— Exercise requirements —
Where a line of the material includes the string "into", copy that line.
----------
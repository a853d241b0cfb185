use imgcrypt_client::client::{MultipartRequest, ProcessingRequest};
use imgcrypt_client::common::config::{ServiceConfig, Transport};
use imgcrypt_client::common::messages::JsonProcessRequest;
use imgcrypt_client::{Operation, ProcessedImage, ProcessingClient, ProcessingFailure, ProcessingResult};
use serde_json::json;
use std::time::Duration;
use wiremock::matchers::{body_partial_json, body_string_contains, header_regex, method, path};
use wiremock::{Mock, MockServer, ResponseTemplate};

/// Address of a port nothing listens on.
fn closed_port_uri() -> String {
    let listener = std::net::TcpListener::bind("127.0.0.1:0").unwrap();
    let port = listener.local_addr().unwrap().port();
    drop(listener);
    format!("http://127.0.0.1:{}", port)
}

const KEY: &str = "0123456789abcdef0123456789abcdef0123456789abcdef01234567";

fn json_client(server_uri: &str) -> ProcessingClient {
    ProcessingClient::new(ServiceConfig {
        endpoint: format!("{}/api/process_base64", server_uri),
        transport: Transport::Json,
        request_timeout_secs: None,
    })
    .unwrap()
}

fn json_request(operation: Operation) -> ProcessingRequest {
    ProcessingRequest::Json(JsonProcessRequest {
        image: "iVBORw0KGgo=".to_string(),
        key: KEY.to_string(),
        operation,
    })
}

// ── JSON transport ──────────────────────────────────────────────

#[tokio::test]
async fn json_success_returns_image_and_message() {
    let server = MockServer::start().await;
    Mock::given(method("POST"))
        .and(path("/api/process_base64"))
        .and(body_partial_json(json!({
            "image": "iVBORw0KGgo=",
            "key": KEY,
            "operation": "encrypt"
        })))
        .respond_with(ResponseTemplate::new(200).set_body_json(json!({
            "success": true,
            "image": "data:image/png;base64,AAA",
            "message": "ok",
            "operation": "encrypt"
        })))
        .expect(1)
        .mount(&server)
        .await;

    let result = json_client(&server.uri())
        .submit(json_request(Operation::Encrypt))
        .await;

    assert_eq!(
        result,
        ProcessingResult::Success(ProcessedImage {
            image: "data:image/png;base64,AAA".to_string(),
            message: "ok".to_string(),
            operation: Operation::Encrypt,
        })
    );
}

#[tokio::test]
async fn application_failure_is_surfaced_verbatim() {
    let server = MockServer::start().await;
    Mock::given(method("POST"))
        .and(path("/api/process_base64"))
        .respond_with(
            ResponseTemplate::new(200).set_body_json(json!({ "success": false, "error": "bad key" })),
        )
        .mount(&server)
        .await;

    let result = json_client(&server.uri())
        .submit(json_request(Operation::Encrypt))
        .await;

    assert_eq!(
        result,
        ProcessingResult::Failure(ProcessingFailure::Application("bad key".to_string()))
    );
}

#[tokio::test]
async fn error_status_with_error_body_is_application_failure() {
    let server = MockServer::start().await;
    Mock::given(method("POST"))
        .respond_with(
            ResponseTemplate::new(400)
                .set_body_json(json!({ "error": "Encryption key must be at least 8 characters long" })),
        )
        .mount(&server)
        .await;

    let result = json_client(&server.uri())
        .submit(json_request(Operation::Encrypt))
        .await;

    assert_eq!(
        result,
        ProcessingResult::Failure(ProcessingFailure::Application(
            "Encryption key must be at least 8 characters long".to_string()
        ))
    );
}

#[tokio::test]
async fn failure_without_error_text_is_unknown_error() {
    let server = MockServer::start().await;
    Mock::given(method("POST"))
        .respond_with(ResponseTemplate::new(500).set_body_json(json!({ "success": false })))
        .mount(&server)
        .await;

    let result = json_client(&server.uri())
        .submit(json_request(Operation::Decrypt))
        .await;

    assert_eq!(result.message(), "Unknown error");
}

// ── Transport failures ──────────────────────────────────────────

#[tokio::test]
async fn connection_refused_gives_generic_hint() {
    let uri = closed_port_uri();
    let client = json_client(&uri);

    let result = client.submit(json_request(Operation::Encrypt)).await;

    match result {
        ProcessingResult::Failure(ProcessingFailure::Transport(message)) => {
            assert_eq!(message, client.connectivity_hint());
            assert!(message.starts_with("Failed to process image. Make sure the backend server is running on http://127.0.0.1:"));
            assert!(!message.to_lowercase().contains("connection refused"));
        }
        other => panic!("expected transport failure, got {:?}", other),
    }
}

#[tokio::test]
async fn non_json_body_is_transport_failure() {
    let server = MockServer::start().await;
    Mock::given(method("POST"))
        .respond_with(ResponseTemplate::new(502).set_body_string("<html>Bad Gateway</html>"))
        .mount(&server)
        .await;

    let client = json_client(&server.uri());
    let result = client.submit(json_request(Operation::Encrypt)).await;

    assert_eq!(
        result,
        ProcessingResult::Failure(ProcessingFailure::Transport(client.connectivity_hint()))
    );
}

#[tokio::test]
async fn success_without_image_is_transport_failure() {
    let server = MockServer::start().await;
    Mock::given(method("POST"))
        .respond_with(ResponseTemplate::new(200).set_body_json(json!({ "success": true, "message": "ok" })))
        .mount(&server)
        .await;

    let client = json_client(&server.uri());
    let result = client.submit(json_request(Operation::Encrypt)).await;

    assert!(matches!(
        result,
        ProcessingResult::Failure(ProcessingFailure::Transport(_))
    ));
}

#[tokio::test]
async fn transport_timeout_is_transport_failure() {
    let server = MockServer::start().await;
    Mock::given(method("POST"))
        .respond_with(
            ResponseTemplate::new(200)
                .set_body_json(json!({ "success": true, "image": "AAA", "message": "ok" }))
                .set_delay(Duration::from_secs(3)),
        )
        .mount(&server)
        .await;

    let client = ProcessingClient::new(ServiceConfig {
        endpoint: format!("{}/api/process_base64", server.uri()),
        transport: Transport::Json,
        request_timeout_secs: Some(1),
    })
    .unwrap();

    let result = client.submit(json_request(Operation::Encrypt)).await;
    assert!(matches!(
        result,
        ProcessingResult::Failure(ProcessingFailure::Transport(_))
    ));
}

#[tokio::test]
async fn mismatched_request_encoding_is_not_sent() {
    let server = MockServer::start().await;
    Mock::given(method("POST"))
        .respond_with(ResponseTemplate::new(200))
        .expect(0)
        .mount(&server)
        .await;

    let result = json_client(&server.uri())
        .submit(ProcessingRequest::Multipart(MultipartRequest {
            file_name: "scan.png".to_string(),
            mime: "image/png".to_string(),
            bytes: "fake-png".into(),
            key: KEY.to_string(),
            operation: Operation::Encrypt,
        }))
        .await;

    assert!(!result.is_success());
}

// ── Multipart transport ─────────────────────────────────────────

#[tokio::test]
async fn multipart_sends_file_key_and_operation() {
    let server = MockServer::start().await;
    Mock::given(method("POST"))
        .and(path("/api/process"))
        .and(header_regex("content-type", "^multipart/form-data"))
        .and(body_string_contains("name=\"image\"; filename=\"scan.png\""))
        .and(body_string_contains("fake-png-bytes"))
        .and(body_string_contains("name=\"operation\""))
        .and(body_string_contains("decrypt"))
        .and(body_string_contains(KEY))
        .respond_with(ResponseTemplate::new(200).set_body_json(json!({
            "success": true,
            "image": "data:image/png;base64,AAA",
            "message": "Image decrypted successfully"
        })))
        .expect(1)
        .mount(&server)
        .await;

    let client = ProcessingClient::new(ServiceConfig {
        endpoint: format!("{}/api/process", server.uri()),
        transport: Transport::Multipart,
        request_timeout_secs: None,
    })
    .unwrap();

    let result = client
        .submit(ProcessingRequest::Multipart(MultipartRequest {
            file_name: "scan.png".to_string(),
            mime: "image/png".to_string(),
            bytes: "fake-png-bytes".into(),
            key: KEY.to_string(),
            operation: Operation::Decrypt,
        }))
        .await;

    match result {
        ProcessingResult::Success(processed) => {
            assert_eq!(processed.operation, Operation::Decrypt);
            assert_eq!(processed.message, "Image decrypted successfully");
        }
        other => panic!("expected success, got {:?}", other),
    }
}

// ── Health probe ────────────────────────────────────────────────

#[tokio::test]
async fn health_probe_reads_status() {
    let server = MockServer::start().await;
    Mock::given(method("GET"))
        .and(path("/api/health"))
        .respond_with(ResponseTemplate::new(200).set_body_json(json!({
            "status": "healthy",
            "message": "Image Encryption API is running"
        })))
        .mount(&server)
        .await;

    let health = json_client(&server.uri()).health().await.unwrap();
    assert_eq!(health.status, "healthy");
    assert_eq!(health.message, "Image Encryption API is running");
}

#[tokio::test]
async fn health_probe_fails_on_error_status() {
    let server = MockServer::start().await;
    Mock::given(method("GET"))
        .and(path("/api/health"))
        .respond_with(ResponseTemplate::new(503))
        .mount(&server)
        .await;

    assert!(json_client(&server.uri()).health().await.is_err());
}
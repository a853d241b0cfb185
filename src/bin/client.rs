//! # Client Binary Entry Point
//!
//! Command-line front end over [`SessionController`]: it performs the same
//! steps a user would in a graphical front end (pick a file, enter or
//! generate a key, process, save the result).
//!
//! ## Usage
//!
//! ```bash
//! # Encrypt with a freshly generated key (the key is printed)
//! cargo run --bin imgcrypt -- process scan.png
//!
//! # Decrypt through the multipart deployment
//! cargo run --bin imgcrypt -- --transport multipart \
//!   process encrypted_image.png --operation decrypt --key <56 hex chars>
//!
//! # Check that the service is up
//! cargo run --bin imgcrypt -- health
//! ```

use anyhow::{bail, Context};
use clap::{Parser, Subcommand};
use log::{info, warn};
use std::path::PathBuf;

use imgcrypt_client::common::config::{ClientConfig, ServiceConfig, Transport};
use imgcrypt_client::common::logging::init_logger;
use imgcrypt_client::{
    KeyGenerator, Operation, ProcessingClient, ProcessingResult, RawFile, SessionController,
};

/// Command-line arguments for the client binary
#[derive(Parser, Debug)]
#[command(author, version, about, long_about = None)]
struct Args {
    /// Path to the client configuration file (TOML format)
    #[arg(short, long, global = true)]
    config: Option<String>,

    /// Processing endpoint URL (overrides the configuration file)
    #[arg(long, global = true)]
    endpoint: Option<String>,

    /// Request encoding: json or multipart
    #[arg(long, global = true)]
    transport: Option<Transport>,

    /// Log debug output
    #[arg(short, long, global = true)]
    verbose: bool,

    #[command(subcommand)]
    command: Command,
}

#[derive(Subcommand, Debug)]
enum Command {
    /// Print a fresh 56-character hex key
    Keygen,

    /// Send an image to the service and save the result
    Process {
        /// PNG or JPEG file to process
        image: PathBuf,

        /// Key to use; a new one is generated and printed when omitted
        #[arg(short, long)]
        key: Option<String>,

        /// encrypt or decrypt
        #[arg(long, default_value = "encrypt")]
        operation: Operation,

        /// Directory for the saved result
        #[arg(short, long)]
        output: Option<PathBuf>,
    },

    /// Check that the service is reachable
    Health,
}

/// Configuration file (if any) with command-line overrides applied.
fn resolve_config(args: &Args) -> anyhow::Result<ClientConfig> {
    let config = match &args.config {
        Some(path) => ClientConfig::from_file(path)
            .with_context(|| format!("Failed to load configuration from {}", path))?,
        None => ClientConfig::default(),
    };

    Ok(apply_overrides(config, args.endpoint.as_deref(), args.transport))
}

/// Apply `--endpoint` / `--transport` to a loaded configuration.
///
/// Switching transport alone also switches a default endpoint to the other
/// deployment's default, since each endpoint only understands one encoding.
fn apply_overrides(
    mut config: ClientConfig,
    endpoint: Option<&str>,
    transport: Option<Transport>,
) -> ClientConfig {
    if let Some(transport) = transport {
        let on_default_endpoint =
            config.service.endpoint == config.service.transport.default_endpoint();
        if endpoint.is_none() && on_default_endpoint {
            let timeout = config.service.request_timeout_secs;
            config.service = ServiceConfig::for_transport(transport);
            config.service.request_timeout_secs = timeout;
        } else {
            config.service.transport = transport;
        }
    }
    if let Some(endpoint) = endpoint {
        config.service.endpoint = endpoint.to_string();
    }

    let service = &config.service;
    for other in [Transport::Json, Transport::Multipart] {
        if other != service.transport && service.endpoint == other.default_endpoint() {
            warn!(
                "Endpoint {} is the default {:?} endpoint but requests will be sent as {:?}",
                service.endpoint, other, service.transport
            );
        }
    }

    config
}

#[tokio::main]
async fn main() -> anyhow::Result<()> {
    // Parse command-line arguments
    let args = Args::parse();

    // Initialize logging
    init_logger(args.verbose);

    let mut config = resolve_config(&args)?;

    match args.command {
        Command::Keygen => {
            println!("{}", KeyGenerator::generate().as_str());
        }

        Command::Health => {
            let client = ProcessingClient::new(config.service)?;
            let health = client.health().await?;
            println!("{}: {}", health.status, health.message);
        }

        Command::Process {
            image,
            key,
            operation,
            output,
        } => {
            if let Some(directory) = output {
                config.output.directory = directory;
            }

            let mut session = SessionController::from_config(&config)?;
            session.select_operation(operation);

            match key {
                Some(key) => session.edit_key(&key),
                None => {
                    let key = session.generate_key();
                    println!("Generated key: {}", key.as_str());
                }
            }

            if !session.select_file(RawFile::from_path(&image)).await? {
                bail!("Could not read {}", image.display());
            }

            match session.process().await? {
                ProcessingResult::Success(processed) => {
                    println!("{}", processed.message);
                    let path = session.export()?;
                    println!("Saved {}", path.display());
                }
                ProcessingResult::Failure(failure) => {
                    bail!("Error: {}", failure.message());
                }
            }
        }
    }

    info!("Done");
    Ok(())
}
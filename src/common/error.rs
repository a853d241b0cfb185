//! # Error Types
//!
//! Local failures of the request pipeline. Remote failures (the service
//! answering `success: false`, or being unreachable) are not errors here:
//! they come back as a [`ProcessingResult`](crate::client::ProcessingResult)
//! so the session can always return to a retriable configuration.
//!
//! The `Display` text of every variant is the notice shown to the user.

use thiserror::Error;

/// Pre-flight checks that abort before any network call.
#[derive(Debug, Clone, PartialEq, Eq, Error)]
pub enum ValidationError {
    /// The file's declared MIME type is not PNG or JPEG.
    #[error("Please upload a valid image file (PNG, JPEG)")]
    UnsupportedType { mime: String },

    #[error("Please enter or generate an encryption key")]
    MissingKey,

    #[error("Please upload an image first")]
    MissingImage,

    /// An image is selected but its transport encoding is empty.
    #[error("Image base64 not available. Please re-upload the image.")]
    MissingPayload,
}

/// Errors returned by session operations.
#[derive(Debug, Error)]
pub enum SessionError {
    #[error(transparent)]
    Validation(#[from] ValidationError),

    /// A submission is already outstanding.
    #[error("A request is already being processed")]
    Busy,

    #[error(transparent)]
    Export(#[from] ExportError),
}

/// Errors returned by [`ResultExporter`](crate::processing::ResultExporter).
#[derive(Debug, Error)]
pub enum ExportError {
    #[error("No processed image to download")]
    NoResult,

    /// The result image reference could not be decoded into bytes.
    #[error("Processed image is not valid base64 data: {0}")]
    InvalidImage(String),

    #[error("Failed to save processed image: {0}")]
    Io(#[from] std::io::Error),
}

impl SessionError {
    /// Returns true for failures that are plain user-input problems.
    pub fn is_validation(&self) -> bool {
        matches!(self, SessionError::Validation(_))
    }
}

#[cfg(test)]
mod tests {
    use super::*;

    #[test]
    fn validation_messages_are_user_facing() {
        let err = ValidationError::UnsupportedType {
            mime: "image/gif".to_string(),
        };
        assert_eq!(err.to_string(), "Please upload a valid image file (PNG, JPEG)");
        assert_eq!(
            ValidationError::MissingKey.to_string(),
            "Please enter or generate an encryption key"
        );
    }

    #[test]
    fn session_error_wraps_validation_transparently() {
        let err: SessionError = ValidationError::MissingImage.into();
        assert!(err.is_validation());
        assert_eq!(err.to_string(), "Please upload an image first");
    }

    #[test]
    fn export_error_no_result_message() {
        let err: SessionError = ExportError::NoResult.into();
        assert!(!err.is_validation());
        assert_eq!(err.to_string(), "No processed image to download");
    }
}
//! # Local Image Handling
//!
//! Everything the pipeline does on this machine, without the network:
//! key generation, file ingestion, and saving results.

pub mod export;
pub mod ingest;
pub mod key;

// Re-export main types for convenience
pub use export::{export_filename, Download, ResultExporter};
pub use ingest::{FileOrigin, ImageIngestor, RawFile, SourceImage, ACCEPTED_MIME_TYPES};
pub use key::{KeyGenerator, KeyMaterial, KEY_LENGTH};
----------
— Worked solution —
            bytes: "fake-png".into(),
            bytes: "fake-png-bytes".into(),
    /// The result image reference could not be decoded into bytes.
        let err: SessionError = ValidationError::MissingImage.into();
        let err: SessionError = ExportError::NoResult.into();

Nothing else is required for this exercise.